Exercise goal: Find each line below containing the word "characters" and copy it.

(Dataset entries)
//! Fast JSON stringifier for JsonValue
//!
//! Converts JsonValue to JSON string representation with proper escaping.

use super::JsonValue;
use crate::{VmError, VmResult};
use std::fmt::Write;

/// Convert a JsonValue to a JSON string
///
/// This stringifier:
/// - Properly escapes strings
/// - Handles all JSON value types
/// - Returns error for NaN/Infinity
/// - Converts Undefined to null
pub fn stringify(value: &JsonValue) -> VmResult<String> {
    let mut output = String::new();
    stringify_impl(value, &mut output)?;
    Ok(output)
}

/// Internal recursive stringification
fn stringify_impl(value: &JsonValue, output: &mut String) -> VmResult<()> {
    match value {
        JsonValue::Null | JsonValue::Undefined => {
            output.push_str("null");
        }

        JsonValue::Bool(b) => {
            output.push_str(if *b { "true" } else { "false" });
        }

        JsonValue::Number(n) => {
            if n.is_nan() || n.is_infinite() {
                return Err(VmError::RuntimeError(
                    "Cannot stringify NaN or Infinity".to_string(),
                ));
            }
            // Use Rust's f64 Display which handles formatting nicely
            write!(output, "{}", n).unwrap();
        }

        JsonValue::String(s_ptr) => {
            let s = unsafe { &*s_ptr.as_ptr() };
            output.push('"');
            escape_string(&s.data, output);
            output.push('"');
        }

        JsonValue::Array(arr_ptr) => {
            let arr = unsafe { &*arr_ptr.as_ptr() };
            output.push('[');

            for (i, elem) in arr.iter().enumerate() {
                if i > 0 {
                    output.push(',');
                }
                stringify_impl(elem, output)?;
            }

            output.push(']');
        }

        JsonValue::Object(obj_ptr) => {
            let obj = unsafe { &*obj_ptr.as_ptr() };
            output.push('{');

            let mut first = true;
            for (key, value) in obj.iter() {
                if !first {
                    output.push(',');
                }
                first = false;

                output.push('"');
                escape_string(key, output);
                output.push('"');
                output.push(':');
                stringify_impl(value, output)?;
            }

            output.push('}');
        }
    }

    Ok(())
}

/// Escape a string for JSON
///
/// Escapes: " \ / \b \f \n \r \t and control characters
fn escape_string(s: &str, output: &mut String) {
    for ch in s.chars() {
        match ch {
            '"' => output.push_str("\\\""),
            '\\' => output.push_str("\\\\"),
            '/' => output.push_str("\\/"),
            '\x08' => output.push_str("\\b"),
            '\x0C' => output.push_str("\\f"),
            '\n' => output.push_str("\\n"),
            '\r' => output.push_str("\\r"),
            '\t' => output.push_str("\\t"),
            c if c.is_control() => {
                // Escape control characters as \uXXXX
                write!(output, "\\u{:04x}", c as u32).unwrap();
            }
            c => output.push(c),
        }
    }
}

Result for this exercise:
/// Escapes: " \ / \b \f \n \r \t and control characters
                // Escape control characters as \uXXXX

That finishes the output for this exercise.